▶ TASK STATEMENT: Across the following data, state how many lines include the word "false". Provide the number alone.

▶ RECORDED DATA:

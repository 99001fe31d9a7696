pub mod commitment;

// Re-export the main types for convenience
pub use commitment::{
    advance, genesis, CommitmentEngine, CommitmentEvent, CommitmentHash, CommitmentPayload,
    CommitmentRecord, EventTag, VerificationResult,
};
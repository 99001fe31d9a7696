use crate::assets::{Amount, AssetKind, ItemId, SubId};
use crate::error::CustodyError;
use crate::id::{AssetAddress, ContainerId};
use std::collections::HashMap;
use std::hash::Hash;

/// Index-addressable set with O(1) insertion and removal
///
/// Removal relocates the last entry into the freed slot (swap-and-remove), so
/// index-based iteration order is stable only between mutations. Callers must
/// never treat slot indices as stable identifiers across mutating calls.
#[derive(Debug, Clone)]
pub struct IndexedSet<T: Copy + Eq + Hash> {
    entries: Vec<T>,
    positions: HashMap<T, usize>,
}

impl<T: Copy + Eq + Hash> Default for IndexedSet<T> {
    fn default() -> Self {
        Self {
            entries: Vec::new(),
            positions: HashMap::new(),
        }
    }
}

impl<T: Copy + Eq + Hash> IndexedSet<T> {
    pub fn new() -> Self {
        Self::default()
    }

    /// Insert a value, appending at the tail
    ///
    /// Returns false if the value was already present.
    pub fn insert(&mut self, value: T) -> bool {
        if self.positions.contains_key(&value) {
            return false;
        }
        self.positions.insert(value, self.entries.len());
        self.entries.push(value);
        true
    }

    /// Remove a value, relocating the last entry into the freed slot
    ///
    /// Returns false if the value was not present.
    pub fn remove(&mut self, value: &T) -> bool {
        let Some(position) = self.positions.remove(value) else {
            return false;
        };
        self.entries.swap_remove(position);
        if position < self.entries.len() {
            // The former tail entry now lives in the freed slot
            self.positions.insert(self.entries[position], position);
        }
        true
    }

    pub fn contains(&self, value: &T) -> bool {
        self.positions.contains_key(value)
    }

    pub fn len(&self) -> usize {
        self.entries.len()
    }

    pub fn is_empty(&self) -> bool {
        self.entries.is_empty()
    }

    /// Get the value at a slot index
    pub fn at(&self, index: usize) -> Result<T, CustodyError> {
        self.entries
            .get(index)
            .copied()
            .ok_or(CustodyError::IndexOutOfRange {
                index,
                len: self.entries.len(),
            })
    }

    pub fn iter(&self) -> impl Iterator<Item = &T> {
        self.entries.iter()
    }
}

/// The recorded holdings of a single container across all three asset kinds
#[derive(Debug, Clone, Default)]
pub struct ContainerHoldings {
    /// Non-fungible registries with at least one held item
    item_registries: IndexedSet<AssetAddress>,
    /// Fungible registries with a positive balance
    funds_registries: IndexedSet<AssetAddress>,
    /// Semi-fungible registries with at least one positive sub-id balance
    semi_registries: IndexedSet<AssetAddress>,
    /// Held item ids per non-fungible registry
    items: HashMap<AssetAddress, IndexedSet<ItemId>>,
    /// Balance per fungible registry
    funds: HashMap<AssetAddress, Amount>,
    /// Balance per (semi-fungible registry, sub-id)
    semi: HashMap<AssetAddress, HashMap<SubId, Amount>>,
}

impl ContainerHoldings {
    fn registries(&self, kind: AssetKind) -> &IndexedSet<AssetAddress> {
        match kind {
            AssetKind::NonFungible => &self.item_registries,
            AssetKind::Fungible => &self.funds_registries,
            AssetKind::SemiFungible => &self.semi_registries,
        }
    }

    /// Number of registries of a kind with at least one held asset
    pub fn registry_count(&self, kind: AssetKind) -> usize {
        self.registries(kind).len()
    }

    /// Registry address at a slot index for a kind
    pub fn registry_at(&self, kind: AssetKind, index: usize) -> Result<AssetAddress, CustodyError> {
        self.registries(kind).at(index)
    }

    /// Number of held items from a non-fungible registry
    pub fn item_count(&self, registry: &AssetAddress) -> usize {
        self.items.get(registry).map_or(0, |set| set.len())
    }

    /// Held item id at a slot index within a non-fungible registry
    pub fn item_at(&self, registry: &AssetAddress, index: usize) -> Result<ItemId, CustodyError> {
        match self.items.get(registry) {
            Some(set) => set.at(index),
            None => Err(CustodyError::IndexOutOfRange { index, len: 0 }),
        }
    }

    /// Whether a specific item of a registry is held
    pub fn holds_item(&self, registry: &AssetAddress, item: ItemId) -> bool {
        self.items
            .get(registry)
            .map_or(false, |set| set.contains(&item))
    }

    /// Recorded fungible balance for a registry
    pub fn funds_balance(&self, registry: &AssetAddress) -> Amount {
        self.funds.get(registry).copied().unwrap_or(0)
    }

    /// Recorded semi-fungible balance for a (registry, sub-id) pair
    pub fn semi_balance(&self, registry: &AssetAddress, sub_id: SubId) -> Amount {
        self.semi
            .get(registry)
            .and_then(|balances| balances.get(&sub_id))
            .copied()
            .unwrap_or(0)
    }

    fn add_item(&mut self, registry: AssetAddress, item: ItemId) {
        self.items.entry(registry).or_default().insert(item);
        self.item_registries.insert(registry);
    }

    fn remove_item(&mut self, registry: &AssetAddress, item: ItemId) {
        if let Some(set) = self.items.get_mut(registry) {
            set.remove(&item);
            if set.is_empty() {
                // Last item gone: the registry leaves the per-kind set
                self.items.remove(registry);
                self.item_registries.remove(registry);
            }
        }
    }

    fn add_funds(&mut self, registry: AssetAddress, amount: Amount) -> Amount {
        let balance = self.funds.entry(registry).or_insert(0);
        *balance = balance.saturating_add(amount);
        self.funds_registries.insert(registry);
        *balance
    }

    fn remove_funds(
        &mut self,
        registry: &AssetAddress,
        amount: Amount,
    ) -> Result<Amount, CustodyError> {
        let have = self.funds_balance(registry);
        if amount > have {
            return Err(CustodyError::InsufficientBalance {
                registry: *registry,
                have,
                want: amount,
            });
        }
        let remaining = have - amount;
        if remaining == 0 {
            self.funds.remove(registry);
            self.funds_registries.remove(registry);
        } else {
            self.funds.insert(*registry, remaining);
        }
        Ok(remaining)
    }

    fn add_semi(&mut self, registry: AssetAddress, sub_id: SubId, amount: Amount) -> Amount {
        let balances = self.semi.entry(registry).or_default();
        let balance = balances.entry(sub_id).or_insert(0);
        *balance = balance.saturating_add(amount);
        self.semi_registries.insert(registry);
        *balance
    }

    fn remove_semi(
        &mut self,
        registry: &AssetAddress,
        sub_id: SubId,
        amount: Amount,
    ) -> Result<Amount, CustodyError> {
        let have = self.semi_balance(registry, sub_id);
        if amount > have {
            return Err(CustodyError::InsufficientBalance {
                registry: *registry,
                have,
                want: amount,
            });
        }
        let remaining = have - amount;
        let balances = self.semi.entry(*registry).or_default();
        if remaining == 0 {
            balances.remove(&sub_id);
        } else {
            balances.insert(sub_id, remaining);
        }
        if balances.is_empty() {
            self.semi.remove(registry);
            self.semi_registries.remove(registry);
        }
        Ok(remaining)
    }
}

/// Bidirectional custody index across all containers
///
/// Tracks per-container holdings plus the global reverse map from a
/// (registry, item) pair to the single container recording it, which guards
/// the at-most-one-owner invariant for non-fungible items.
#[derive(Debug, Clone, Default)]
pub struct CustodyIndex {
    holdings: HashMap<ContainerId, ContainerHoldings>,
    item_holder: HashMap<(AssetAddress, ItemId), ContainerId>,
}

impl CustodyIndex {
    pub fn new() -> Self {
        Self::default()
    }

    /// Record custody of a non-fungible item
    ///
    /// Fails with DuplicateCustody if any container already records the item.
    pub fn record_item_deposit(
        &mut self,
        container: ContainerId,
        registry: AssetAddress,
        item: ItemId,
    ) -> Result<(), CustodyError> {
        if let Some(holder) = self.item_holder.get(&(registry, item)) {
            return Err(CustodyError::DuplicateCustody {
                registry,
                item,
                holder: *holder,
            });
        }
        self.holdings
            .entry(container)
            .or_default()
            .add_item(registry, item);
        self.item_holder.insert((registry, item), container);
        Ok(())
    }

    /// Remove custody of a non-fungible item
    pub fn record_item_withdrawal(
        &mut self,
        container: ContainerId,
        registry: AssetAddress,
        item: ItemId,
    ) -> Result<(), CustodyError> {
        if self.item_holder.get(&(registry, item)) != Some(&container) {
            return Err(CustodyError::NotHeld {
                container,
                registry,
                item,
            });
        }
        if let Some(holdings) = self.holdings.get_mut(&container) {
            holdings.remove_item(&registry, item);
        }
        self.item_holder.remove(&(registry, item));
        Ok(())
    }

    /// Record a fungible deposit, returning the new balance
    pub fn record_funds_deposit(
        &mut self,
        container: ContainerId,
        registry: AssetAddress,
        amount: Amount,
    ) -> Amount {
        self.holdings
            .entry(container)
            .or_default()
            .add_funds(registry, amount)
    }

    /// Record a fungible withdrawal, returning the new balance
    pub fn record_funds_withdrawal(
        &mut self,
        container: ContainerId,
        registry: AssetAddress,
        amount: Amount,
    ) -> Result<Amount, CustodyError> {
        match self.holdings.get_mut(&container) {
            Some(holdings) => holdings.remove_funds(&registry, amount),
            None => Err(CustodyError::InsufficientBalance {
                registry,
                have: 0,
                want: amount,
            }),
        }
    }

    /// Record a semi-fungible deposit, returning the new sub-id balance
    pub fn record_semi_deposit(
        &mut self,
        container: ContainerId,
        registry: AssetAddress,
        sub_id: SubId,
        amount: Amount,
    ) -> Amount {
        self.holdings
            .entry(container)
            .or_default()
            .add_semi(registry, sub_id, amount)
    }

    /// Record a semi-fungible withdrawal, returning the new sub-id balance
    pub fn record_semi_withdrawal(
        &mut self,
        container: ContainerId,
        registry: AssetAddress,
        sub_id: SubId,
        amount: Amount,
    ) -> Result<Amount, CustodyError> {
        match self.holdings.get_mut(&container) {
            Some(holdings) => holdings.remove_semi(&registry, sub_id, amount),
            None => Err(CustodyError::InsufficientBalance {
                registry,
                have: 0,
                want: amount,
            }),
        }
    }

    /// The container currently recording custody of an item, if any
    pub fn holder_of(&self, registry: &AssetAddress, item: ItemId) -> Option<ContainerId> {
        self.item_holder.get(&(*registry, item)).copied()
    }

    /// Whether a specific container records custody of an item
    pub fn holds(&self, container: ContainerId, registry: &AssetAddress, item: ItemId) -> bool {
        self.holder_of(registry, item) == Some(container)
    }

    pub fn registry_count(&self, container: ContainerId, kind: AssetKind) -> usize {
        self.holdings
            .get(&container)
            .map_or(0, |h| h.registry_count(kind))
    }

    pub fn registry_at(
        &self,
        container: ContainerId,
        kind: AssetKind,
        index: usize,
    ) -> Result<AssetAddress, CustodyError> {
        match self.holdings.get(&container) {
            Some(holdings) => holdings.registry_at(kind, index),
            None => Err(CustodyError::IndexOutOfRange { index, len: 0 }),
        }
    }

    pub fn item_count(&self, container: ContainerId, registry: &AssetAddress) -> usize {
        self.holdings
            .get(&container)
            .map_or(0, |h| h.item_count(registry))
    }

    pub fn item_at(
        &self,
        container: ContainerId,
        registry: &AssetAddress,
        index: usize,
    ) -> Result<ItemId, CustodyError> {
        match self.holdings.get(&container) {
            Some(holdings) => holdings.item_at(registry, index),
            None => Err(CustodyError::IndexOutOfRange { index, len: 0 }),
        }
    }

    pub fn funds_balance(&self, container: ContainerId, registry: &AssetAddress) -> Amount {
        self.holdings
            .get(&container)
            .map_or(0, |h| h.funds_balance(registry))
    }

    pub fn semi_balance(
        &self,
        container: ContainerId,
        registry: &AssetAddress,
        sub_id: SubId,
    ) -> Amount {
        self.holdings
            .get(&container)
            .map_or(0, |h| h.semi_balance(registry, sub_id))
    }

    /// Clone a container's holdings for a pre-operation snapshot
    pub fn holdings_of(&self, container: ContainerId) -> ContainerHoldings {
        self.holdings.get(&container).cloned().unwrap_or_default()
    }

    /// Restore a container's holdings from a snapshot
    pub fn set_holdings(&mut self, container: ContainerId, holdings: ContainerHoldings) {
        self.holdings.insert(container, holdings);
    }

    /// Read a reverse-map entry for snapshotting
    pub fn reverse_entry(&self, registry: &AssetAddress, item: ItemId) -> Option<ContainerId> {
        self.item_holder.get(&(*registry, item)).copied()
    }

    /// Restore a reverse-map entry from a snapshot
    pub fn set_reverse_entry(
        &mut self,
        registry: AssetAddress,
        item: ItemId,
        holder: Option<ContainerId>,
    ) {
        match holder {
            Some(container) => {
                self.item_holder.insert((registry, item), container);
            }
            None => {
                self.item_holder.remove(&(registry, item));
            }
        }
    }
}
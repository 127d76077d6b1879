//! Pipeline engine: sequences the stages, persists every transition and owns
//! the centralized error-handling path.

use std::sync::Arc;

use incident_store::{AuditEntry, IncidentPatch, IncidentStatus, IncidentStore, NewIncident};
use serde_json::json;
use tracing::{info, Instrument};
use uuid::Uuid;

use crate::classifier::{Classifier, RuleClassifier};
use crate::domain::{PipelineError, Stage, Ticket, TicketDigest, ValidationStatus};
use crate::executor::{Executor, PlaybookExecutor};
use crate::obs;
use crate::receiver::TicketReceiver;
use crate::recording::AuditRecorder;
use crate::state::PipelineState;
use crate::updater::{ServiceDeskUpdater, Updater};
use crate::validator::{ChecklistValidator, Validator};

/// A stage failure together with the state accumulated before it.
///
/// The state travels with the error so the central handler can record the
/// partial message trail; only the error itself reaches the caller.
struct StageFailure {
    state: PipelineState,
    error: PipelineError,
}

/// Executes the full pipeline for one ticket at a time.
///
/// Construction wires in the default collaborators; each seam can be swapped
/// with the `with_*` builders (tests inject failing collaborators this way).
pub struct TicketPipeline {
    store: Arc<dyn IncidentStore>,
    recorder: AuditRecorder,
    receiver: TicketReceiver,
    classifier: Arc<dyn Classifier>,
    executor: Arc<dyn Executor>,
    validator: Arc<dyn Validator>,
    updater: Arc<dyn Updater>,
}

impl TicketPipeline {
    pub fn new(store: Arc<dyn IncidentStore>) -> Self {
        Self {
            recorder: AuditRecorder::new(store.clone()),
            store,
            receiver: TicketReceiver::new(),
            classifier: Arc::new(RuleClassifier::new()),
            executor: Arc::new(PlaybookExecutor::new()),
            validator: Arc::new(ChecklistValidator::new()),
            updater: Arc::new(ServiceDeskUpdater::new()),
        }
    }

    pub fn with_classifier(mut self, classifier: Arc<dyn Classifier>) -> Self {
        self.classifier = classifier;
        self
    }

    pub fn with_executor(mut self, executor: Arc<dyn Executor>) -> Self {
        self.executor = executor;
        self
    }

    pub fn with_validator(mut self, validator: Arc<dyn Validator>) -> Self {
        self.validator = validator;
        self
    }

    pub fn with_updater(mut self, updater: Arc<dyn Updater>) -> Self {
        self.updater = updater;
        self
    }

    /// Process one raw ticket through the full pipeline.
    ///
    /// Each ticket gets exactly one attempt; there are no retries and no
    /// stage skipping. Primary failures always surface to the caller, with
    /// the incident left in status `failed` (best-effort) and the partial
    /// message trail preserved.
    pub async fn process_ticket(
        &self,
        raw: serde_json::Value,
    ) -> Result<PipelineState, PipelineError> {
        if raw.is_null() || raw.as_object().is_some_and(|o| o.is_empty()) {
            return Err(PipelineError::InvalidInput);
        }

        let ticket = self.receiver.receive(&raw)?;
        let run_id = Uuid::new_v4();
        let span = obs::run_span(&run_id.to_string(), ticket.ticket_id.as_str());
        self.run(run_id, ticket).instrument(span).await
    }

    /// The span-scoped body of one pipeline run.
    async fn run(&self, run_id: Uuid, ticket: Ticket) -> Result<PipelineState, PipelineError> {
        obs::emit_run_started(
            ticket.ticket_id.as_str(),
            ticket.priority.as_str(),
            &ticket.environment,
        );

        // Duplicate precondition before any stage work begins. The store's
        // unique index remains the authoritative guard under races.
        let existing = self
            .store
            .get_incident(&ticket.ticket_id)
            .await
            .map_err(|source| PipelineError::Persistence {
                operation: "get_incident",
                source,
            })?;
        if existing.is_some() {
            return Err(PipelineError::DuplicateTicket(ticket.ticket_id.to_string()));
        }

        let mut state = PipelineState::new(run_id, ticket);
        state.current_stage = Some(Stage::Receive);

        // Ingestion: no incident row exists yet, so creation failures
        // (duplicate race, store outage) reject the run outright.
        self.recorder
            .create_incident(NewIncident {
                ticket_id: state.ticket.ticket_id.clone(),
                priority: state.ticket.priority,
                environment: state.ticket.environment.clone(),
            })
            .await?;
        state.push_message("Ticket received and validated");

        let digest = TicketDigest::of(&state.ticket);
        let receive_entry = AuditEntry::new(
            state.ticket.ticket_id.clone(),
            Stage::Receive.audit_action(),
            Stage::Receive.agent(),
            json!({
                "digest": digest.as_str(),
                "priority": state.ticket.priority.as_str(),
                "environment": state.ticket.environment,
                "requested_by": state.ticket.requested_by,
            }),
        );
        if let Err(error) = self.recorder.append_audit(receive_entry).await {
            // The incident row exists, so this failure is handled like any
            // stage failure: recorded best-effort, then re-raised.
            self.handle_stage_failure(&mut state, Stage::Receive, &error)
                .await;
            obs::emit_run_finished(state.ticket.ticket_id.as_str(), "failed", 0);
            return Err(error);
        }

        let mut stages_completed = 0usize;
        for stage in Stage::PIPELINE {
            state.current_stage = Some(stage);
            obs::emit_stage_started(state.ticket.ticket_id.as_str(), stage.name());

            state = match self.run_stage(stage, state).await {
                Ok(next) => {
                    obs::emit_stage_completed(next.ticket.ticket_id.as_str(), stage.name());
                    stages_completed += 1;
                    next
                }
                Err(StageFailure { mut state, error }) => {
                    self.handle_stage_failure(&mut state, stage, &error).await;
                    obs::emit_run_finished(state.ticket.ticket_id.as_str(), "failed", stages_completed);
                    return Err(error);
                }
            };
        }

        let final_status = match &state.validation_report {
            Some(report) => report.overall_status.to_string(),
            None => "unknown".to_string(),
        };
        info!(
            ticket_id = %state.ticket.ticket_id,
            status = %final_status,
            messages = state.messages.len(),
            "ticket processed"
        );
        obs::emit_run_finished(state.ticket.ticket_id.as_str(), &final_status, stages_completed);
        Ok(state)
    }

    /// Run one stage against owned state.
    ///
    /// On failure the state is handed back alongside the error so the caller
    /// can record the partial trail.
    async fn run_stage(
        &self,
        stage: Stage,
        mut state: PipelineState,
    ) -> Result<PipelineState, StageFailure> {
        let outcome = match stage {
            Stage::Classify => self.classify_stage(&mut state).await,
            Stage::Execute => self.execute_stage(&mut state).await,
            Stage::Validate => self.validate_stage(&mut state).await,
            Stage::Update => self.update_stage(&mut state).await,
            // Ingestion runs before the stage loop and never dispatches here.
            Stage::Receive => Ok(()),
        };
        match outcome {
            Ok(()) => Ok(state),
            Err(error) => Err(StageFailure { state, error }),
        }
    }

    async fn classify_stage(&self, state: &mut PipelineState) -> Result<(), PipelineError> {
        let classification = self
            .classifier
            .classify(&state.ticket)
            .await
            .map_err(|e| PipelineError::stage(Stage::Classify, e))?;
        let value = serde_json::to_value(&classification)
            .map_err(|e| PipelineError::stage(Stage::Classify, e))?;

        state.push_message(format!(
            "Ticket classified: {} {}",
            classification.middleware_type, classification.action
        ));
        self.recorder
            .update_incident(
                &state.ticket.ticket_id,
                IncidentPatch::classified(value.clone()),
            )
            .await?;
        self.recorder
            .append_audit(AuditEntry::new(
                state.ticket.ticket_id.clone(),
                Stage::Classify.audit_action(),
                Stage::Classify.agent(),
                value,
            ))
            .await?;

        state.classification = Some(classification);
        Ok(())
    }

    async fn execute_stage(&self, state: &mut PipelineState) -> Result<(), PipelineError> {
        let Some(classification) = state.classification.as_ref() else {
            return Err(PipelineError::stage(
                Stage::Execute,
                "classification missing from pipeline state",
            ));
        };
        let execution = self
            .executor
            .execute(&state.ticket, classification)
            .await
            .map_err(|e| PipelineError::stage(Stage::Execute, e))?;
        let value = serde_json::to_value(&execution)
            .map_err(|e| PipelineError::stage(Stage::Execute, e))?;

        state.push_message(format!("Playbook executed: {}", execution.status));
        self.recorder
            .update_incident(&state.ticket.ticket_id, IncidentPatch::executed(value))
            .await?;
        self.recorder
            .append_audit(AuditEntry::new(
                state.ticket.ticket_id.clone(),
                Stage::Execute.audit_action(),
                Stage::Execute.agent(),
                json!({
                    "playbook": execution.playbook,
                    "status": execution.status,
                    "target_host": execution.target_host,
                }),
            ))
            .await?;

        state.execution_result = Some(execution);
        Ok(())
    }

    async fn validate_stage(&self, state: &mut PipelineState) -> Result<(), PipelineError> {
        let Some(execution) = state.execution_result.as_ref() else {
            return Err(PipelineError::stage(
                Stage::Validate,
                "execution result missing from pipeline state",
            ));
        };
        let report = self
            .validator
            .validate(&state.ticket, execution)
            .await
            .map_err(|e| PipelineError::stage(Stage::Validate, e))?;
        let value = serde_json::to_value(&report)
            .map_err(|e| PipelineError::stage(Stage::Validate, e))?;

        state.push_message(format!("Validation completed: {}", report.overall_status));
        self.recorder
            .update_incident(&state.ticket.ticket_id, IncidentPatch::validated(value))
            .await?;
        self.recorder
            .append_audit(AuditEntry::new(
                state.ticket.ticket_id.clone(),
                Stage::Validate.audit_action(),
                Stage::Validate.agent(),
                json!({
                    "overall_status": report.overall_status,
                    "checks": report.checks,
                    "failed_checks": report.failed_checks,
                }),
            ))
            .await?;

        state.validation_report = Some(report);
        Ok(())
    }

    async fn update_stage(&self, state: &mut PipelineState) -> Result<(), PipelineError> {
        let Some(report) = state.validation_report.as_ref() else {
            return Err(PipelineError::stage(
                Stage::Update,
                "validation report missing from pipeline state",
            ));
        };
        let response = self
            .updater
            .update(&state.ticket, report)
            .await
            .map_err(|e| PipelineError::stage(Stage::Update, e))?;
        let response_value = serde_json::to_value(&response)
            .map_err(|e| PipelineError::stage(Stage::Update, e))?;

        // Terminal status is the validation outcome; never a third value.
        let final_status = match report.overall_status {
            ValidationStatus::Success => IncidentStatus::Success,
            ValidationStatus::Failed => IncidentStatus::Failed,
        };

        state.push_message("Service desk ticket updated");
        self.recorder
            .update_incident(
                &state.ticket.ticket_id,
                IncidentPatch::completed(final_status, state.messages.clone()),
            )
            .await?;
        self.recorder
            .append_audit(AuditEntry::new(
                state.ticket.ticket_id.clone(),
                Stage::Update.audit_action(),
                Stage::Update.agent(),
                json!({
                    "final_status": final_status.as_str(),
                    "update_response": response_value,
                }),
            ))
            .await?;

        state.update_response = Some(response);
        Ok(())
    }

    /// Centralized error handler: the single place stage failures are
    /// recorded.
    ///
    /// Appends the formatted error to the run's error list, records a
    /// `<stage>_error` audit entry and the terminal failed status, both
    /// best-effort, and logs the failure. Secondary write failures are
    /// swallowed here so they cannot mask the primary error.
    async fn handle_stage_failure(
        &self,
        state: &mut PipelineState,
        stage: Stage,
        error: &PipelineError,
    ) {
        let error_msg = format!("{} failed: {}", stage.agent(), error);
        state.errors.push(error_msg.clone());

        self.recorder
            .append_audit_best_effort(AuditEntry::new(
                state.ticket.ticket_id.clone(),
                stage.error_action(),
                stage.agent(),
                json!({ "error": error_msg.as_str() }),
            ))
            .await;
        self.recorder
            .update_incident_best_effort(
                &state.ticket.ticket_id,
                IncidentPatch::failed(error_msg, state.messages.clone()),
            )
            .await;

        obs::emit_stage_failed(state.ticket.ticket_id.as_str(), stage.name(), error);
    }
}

▶ YOUR RESPONSE: 5